Duh, New Study Says Most Pastors Still Don’t Think You Should Get High

The country’s opinion on marijuana has changed pretty rapidly. Last November, a Gallup Poll found that 68 percent of Americans supported weed legalization, the latest record high(!) in a number that has steadily grown every year since Gallup first started asking the question in 1972, when just 12 percent of American supported it. A Pew study suggests the number may be even higher, with 91 percent of Americans supporting at least some kind of legalization.

Most Christians support weed legalization as well, with 53 percent of Catholics and 60 percent of Protestants (including just over 50 percent of evangelicals) saying they support it. But one significant holdout? Pastors. According to a new survey from Lifeway Research, more than four out of five pastors say weed should stay illegal, with 59 percent saying they strongly feel so. Just 18 percent support legalization.

“There are about as many opinions on marijuana as there are ways to consume it,” Scott McConnell, executive director of Lifeway Research, saind in a statement. “When asked about legalizing all such uses, the majority of pastors are strongly opposed.”

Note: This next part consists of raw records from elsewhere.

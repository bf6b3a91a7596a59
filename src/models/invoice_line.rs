use serde::{Deserialize, Serialize};

#[derive(Debug, Clone, Serialize, Deserialize)]
pub struct InvoiceLine {
    pub product_id: i32,
    pub product_name: String,
    pub unit_price: f64,
    pub quantity: f64,
    /// Per-line discount in percent (0..=100).
    pub discount: f64,
}
use serde::{Deserialize, Serialize};

#[derive(Debug, Clone, Serialize, Deserialize)]
pub struct DocumentType {
    pub id: i32,
    pub name: String,
}

#[derive(Debug, Clone, Serialize, Deserialize)]
pub struct PaymentMethod {
    pub id: i32,
    pub name: String,
}

#[derive(Debug, Clone, Serialize, Deserialize)]
pub struct Salesperson {
    pub id: i32,
    pub name: String,
}
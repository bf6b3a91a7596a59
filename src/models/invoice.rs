use serde::{Deserialize, Serialize};

use crate::models::InvoiceLine;

#[derive(Debug, Clone, Copy, PartialEq, Eq, Serialize, Deserialize)]
#[serde(rename_all = "lowercase")]
pub enum InvoiceStatus {
    Draft,
    Issued,
    Paid,
    Cancelled,
}

impl InvoiceStatus {
    pub fn label(&self) -> &'static str {
        match self {
            InvoiceStatus::Draft => "Draft",
            InvoiceStatus::Issued => "Issued",
            InvoiceStatus::Paid => "Paid",
            InvoiceStatus::Cancelled => "Cancelled",
        }
    }

    /// Value sent as the `status` query parameter.
    pub fn as_param(&self) -> &'static str {
        match self {
            InvoiceStatus::Draft => "draft",
            InvoiceStatus::Issued => "issued",
            InvoiceStatus::Paid => "paid",
            InvoiceStatus::Cancelled => "cancelled",
        }
    }
}

#[derive(Debug, Clone, Serialize, Deserialize)]
pub struct Invoice {
    pub id: i32,
    pub number: String,
    pub client_id: i32,
    pub client_name: String,
    pub date: chrono::NaiveDate,
    pub status: InvoiceStatus,
    pub payment_method_id: i32,
    pub salesperson_id: Option<i32>,
    pub general_discount: f64,
    // List responses omit the lines; only the detail endpoint includes them.
    #[serde(default)]
    pub lines: Vec<InvoiceLine>,
    pub total: f64,
}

There’s a little bit of regional variance. 24 percent of pastors in the Northeast say weed should be legalized, compared to just 16 percent in the South — reflecting similar population and legal trends. Also, 43 percent of Mainline pastors support legalization, compared to just 10 percent of evangelicals.

Lifeway says this may point to the drift in clergy’s ability to shift public opinion. But Todd Miles, author of the upcoming Cannabis and the Christian, told LifeWay many pastors may be naive about just how common marijuana use is. Many pastors may be surprised to find that the people in their pews not only support legalization, but are getting high themselves.